### TASK TO CARRY OUT:
All lines of the records below that contain the word "info" must be listed.
........
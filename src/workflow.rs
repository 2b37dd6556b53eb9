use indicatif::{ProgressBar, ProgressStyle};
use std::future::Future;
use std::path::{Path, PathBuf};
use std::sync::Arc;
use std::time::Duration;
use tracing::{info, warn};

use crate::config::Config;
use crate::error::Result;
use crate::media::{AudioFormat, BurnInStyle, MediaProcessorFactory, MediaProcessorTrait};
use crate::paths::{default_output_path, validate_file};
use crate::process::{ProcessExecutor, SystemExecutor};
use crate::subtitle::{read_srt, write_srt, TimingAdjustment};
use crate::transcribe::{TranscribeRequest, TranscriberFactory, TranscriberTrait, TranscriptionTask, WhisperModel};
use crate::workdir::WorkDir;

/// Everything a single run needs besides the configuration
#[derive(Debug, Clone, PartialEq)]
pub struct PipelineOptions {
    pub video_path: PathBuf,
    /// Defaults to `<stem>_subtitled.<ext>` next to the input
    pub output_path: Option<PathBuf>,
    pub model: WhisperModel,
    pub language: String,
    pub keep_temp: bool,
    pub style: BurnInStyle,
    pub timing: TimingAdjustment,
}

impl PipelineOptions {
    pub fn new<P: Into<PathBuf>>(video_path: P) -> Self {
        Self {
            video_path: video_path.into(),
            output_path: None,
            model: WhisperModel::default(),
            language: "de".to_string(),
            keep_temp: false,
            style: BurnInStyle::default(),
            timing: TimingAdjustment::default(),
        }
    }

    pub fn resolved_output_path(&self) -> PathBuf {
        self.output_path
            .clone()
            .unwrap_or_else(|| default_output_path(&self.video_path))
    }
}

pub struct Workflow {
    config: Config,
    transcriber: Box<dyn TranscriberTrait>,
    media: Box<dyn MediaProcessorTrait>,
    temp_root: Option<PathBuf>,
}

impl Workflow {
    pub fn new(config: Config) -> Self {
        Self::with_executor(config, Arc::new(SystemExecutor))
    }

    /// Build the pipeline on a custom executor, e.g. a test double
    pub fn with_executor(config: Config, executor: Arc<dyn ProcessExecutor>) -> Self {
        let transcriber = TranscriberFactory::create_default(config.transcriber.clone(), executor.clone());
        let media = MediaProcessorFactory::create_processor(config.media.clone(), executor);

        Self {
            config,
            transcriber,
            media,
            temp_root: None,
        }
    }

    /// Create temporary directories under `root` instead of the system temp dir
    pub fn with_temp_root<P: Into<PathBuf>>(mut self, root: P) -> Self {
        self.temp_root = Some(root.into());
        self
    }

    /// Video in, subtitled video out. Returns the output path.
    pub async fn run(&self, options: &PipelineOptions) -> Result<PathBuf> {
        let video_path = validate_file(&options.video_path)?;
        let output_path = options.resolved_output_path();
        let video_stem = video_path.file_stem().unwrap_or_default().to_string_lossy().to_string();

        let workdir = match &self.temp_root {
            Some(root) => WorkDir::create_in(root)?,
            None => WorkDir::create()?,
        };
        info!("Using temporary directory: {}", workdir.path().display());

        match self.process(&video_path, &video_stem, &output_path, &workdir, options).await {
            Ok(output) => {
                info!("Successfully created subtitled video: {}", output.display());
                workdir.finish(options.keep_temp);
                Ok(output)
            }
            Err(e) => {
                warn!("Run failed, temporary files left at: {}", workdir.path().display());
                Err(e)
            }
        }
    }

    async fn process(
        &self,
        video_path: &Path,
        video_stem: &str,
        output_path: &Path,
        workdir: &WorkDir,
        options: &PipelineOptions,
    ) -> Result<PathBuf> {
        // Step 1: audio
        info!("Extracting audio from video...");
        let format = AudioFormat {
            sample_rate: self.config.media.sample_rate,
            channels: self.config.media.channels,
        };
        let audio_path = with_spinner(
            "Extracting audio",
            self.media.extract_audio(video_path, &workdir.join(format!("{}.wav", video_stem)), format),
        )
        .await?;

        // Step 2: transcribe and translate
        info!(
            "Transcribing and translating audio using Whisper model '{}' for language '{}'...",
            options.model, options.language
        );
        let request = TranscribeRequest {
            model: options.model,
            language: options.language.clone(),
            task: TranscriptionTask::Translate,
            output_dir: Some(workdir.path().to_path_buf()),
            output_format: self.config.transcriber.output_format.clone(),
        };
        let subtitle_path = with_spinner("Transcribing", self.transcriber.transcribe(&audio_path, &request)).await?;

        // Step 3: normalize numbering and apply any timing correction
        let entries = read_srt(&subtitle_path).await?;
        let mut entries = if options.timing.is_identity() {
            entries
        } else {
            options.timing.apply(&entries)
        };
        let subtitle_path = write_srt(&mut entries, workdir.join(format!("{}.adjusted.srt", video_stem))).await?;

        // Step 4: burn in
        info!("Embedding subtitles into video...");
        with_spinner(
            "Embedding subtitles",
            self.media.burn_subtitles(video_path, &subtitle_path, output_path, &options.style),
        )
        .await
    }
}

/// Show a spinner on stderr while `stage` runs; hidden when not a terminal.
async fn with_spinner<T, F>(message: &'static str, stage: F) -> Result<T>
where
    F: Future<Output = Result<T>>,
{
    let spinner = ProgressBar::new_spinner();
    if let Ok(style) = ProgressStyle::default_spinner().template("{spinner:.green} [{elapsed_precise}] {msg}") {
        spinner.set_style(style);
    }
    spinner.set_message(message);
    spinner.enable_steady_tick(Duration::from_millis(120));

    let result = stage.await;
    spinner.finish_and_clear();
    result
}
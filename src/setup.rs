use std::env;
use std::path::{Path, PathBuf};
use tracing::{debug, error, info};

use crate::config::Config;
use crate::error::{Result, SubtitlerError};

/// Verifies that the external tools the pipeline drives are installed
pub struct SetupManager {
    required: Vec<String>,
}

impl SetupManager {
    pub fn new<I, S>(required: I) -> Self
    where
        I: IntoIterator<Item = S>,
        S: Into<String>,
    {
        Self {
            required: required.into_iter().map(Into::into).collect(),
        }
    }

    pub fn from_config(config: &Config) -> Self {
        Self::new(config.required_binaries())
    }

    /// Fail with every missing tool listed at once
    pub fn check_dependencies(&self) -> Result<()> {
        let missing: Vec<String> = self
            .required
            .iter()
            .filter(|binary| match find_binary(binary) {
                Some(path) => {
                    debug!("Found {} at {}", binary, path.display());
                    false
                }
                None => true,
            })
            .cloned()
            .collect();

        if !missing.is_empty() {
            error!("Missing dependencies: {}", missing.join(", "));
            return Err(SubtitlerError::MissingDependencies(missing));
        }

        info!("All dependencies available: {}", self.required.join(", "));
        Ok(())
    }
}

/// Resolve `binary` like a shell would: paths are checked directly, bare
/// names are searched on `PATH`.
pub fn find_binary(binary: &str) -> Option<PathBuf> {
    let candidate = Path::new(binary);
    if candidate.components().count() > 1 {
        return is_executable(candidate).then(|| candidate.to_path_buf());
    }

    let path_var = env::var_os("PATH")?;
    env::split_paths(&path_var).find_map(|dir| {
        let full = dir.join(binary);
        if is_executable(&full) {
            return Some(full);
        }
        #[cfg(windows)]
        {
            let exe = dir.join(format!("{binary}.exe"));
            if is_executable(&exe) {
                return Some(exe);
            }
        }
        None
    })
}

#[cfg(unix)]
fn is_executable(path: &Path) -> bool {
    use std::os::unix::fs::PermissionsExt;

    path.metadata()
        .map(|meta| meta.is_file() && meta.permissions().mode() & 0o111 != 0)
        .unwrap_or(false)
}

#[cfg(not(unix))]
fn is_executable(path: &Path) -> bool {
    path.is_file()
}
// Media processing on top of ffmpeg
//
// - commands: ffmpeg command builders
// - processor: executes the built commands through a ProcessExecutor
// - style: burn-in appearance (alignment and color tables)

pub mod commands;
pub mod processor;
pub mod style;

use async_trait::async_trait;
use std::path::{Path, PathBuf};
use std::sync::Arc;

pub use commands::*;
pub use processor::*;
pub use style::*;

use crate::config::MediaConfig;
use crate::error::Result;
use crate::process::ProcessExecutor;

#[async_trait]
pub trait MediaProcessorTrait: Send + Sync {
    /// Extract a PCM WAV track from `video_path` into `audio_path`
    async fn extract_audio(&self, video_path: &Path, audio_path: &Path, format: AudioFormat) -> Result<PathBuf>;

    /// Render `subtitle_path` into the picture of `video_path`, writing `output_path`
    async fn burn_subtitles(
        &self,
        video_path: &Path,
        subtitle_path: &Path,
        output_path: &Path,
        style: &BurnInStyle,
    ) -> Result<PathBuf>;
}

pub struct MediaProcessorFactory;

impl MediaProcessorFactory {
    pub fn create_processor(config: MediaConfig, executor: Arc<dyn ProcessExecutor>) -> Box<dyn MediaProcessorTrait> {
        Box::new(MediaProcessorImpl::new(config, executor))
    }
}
........
### COMPLETED EXERCISE:
use tracing::{info, warn};
        info!("Using temporary directory: {}", workdir.path().display());
                info!("Successfully created subtitled video: {}", output.display());
        info!("Extracting audio from video...");
        info!(
        info!("Embedding subtitles into video...");
use tracing::{debug, error, info};
        info!("All dependencies available: {}", self.required.join(", "));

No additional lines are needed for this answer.